I ran my last company in the Valley and did really well--I exited for 7
figures. I am building my current company in Austin because I see here what
the Valley was in 2002-2004. Growing fast, retooling itself as a startup hub,
and building real businesses with real revenue.

Developers are (somewhat) easier to hire here. Salaries and cost of living are
lower.
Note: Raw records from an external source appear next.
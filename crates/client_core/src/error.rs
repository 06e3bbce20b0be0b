use thiserror::Error;

/// Reasons a `connect` call is abandoned before any network activity.
#[derive(Debug, Error)]
pub enum ConnectError {
    #[error("chat address is empty")]
    MissingAddress,
    #[error("user id is empty")]
    MissingUserId,
    #[error("invalid chat address '{address}': {source}")]
    InvalidAddress {
        address: String,
        #[source]
        source: url::ParseError,
    },
    #[error("chat address must use ws://, wss://, http:// or https://, got '{0}'")]
    UnsupportedScheme(String),
}
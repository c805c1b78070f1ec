//! Per-user, per-day record of which doses were marked taken.
//!
//! Stored under `medTaken_{email}_{date}` as a JSON object keyed by
//! `{medication_id}_{time_label}`. Writes replace the whole object; the last
//! writer wins. Nothing here ever deletes a day.

use crate::schedule::slot_key;
use crate::storage::{taken_key, water_key, LocalStorage};
use chrono::NaiveDate;
use serde::{Deserialize, Serialize};
use std::collections::BTreeMap;
use tracing::{debug, warn};

#[derive(Debug, Clone, Default, PartialEq, Eq, Serialize, Deserialize)]
#[serde(transparent)]
pub struct AdherenceRecord {
    taken: BTreeMap<String, String>,
}

impl AdherenceRecord {
    pub fn get(&self, slot_key: &str) -> Option<&str> {
        self.taken.get(slot_key).map(String::as_str)
    }

    pub fn insert(&mut self, slot_key: impl Into<String>, taken_at: impl Into<String>) {
        self.taken.insert(slot_key.into(), taken_at.into());
    }

    pub fn len(&self) -> usize {
        self.taken.len()
    }

    pub fn is_empty(&self) -> bool {
        self.taken.is_empty()
    }
}

pub fn load_day(store: &LocalStorage, email: &str, date: NaiveDate) -> AdherenceRecord {
    let key = taken_key(email, date);
    match store.get_item(&key) {
        Some(raw) => serde_json::from_str(raw).unwrap_or_else(|err| {
            warn!(key = %key, "ignoring unreadable adherence record: {err}");
            AdherenceRecord::default()
        }),
        None => AdherenceRecord::default(),
    }
}

pub fn save_day(
    store: &mut LocalStorage,
    email: &str,
    date: NaiveDate,
    record: &AdherenceRecord,
) -> Result<(), serde_json::Error> {
    store.set_item(taken_key(email, date), serde_json::to_string(record)?);
    Ok(())
}

pub fn is_taken(
    store: &LocalStorage,
    email: &str,
    date: NaiveDate,
    medication_id: &str,
    time_label: &str,
) -> Option<String> {
    load_day(store, email, date)
        .get(&slot_key(medication_id, time_label.trim()))
        .map(str::to_string)
}

/// Records `timestamp` for the slot and returns the updated day record.
pub fn mark_taken(
    store: &mut LocalStorage,
    email: &str,
    date: NaiveDate,
    medication_id: &str,
    time_label: &str,
    timestamp: &str,
) -> Result<AdherenceRecord, serde_json::Error> {
    let mut record = load_day(store, email, date);
    let key = slot_key(medication_id, time_label.trim());
    debug!(%key, %timestamp, "marking dose taken");
    record.insert(key, timestamp);
    save_day(store, email, date, &record)?;
    Ok(record)
}

/// Millilitres logged for the day; unreadable values count as zero.
pub fn water_for_day(store: &LocalStorage, email: &str, date: NaiveDate) -> u32 {
    store
        .get_item(&water_key(email, date))
        .and_then(|raw| raw.trim().parse().ok())
        .unwrap_or(0)
}

pub fn record_water(store: &mut LocalStorage, email: &str, date: NaiveDate, ml: u32) {
    store.set_item(water_key(email, date), ml.to_string());
}
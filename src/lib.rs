pub mod adherence;
pub mod app;
pub mod backend;
pub mod config;
pub mod dashboard;
pub mod errors;
pub mod handlers;
pub mod models;
pub mod progress;
pub mod rollover;
pub mod schedule;
pub mod session;
pub mod state;
pub mod storage;
pub mod ui;

pub use app::router;
pub use config::Config;
pub use state::AppState;
pub use storage::{load_storage, persist_storage};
No state income tax saves you some good money, too (matters more once
you get acquired and/or start pulling down a larger salary.)

Weather is less great, but you do have seasons here, which I can appreciate,
having lived in California most of my adult life.

Funding is available, though not quite as easy to get as in the Bay Area.
However, I will say, once you figure out who the investors are in Austin, they
_love_ to invest in local companies with traction and revenue. And there are
venture funds here, as well. In addition to local funds, 500 Startups makes
several trips through Austin a year and funds the most promising startups
here.

Plus, Austin is a fun city that has a lot of fresh, young energy. Thriving
culture, bike- and scooter-friendly, and did I mention you can actually afford
to buy a house here? I suppose that's more important for us "old fogies" who
are already in our 30's. ;) Oh, yeah, and you can drink beer at the movies
thanks to Alamo Drafthouse. Also, if you're a foodie, Austin is epic. I still
can't believe the Bay Area doesn't have an equivalent to Central Market.

I wrote a more in-depth blog post before I left for Austin:
<http://www.erica.biz/2011/california-im-leaving-you/> And I can safely say
that moving here to run a high-growth, B2B tech startup was one of the best
decisions I've ever made.

------
joeblau
> just be wicked smart, create a beautiful product, get millions of users, and
> build a revenue stream that grows 20% each month.

If you did this, why would you need YC?

------
ezl
_Children are useless until around the age of three. I never thought it would
take them thatlong to become real people._

Love this answer.

------
Quarrelsome
Why does the YC app form ask you to not password protect the demo site?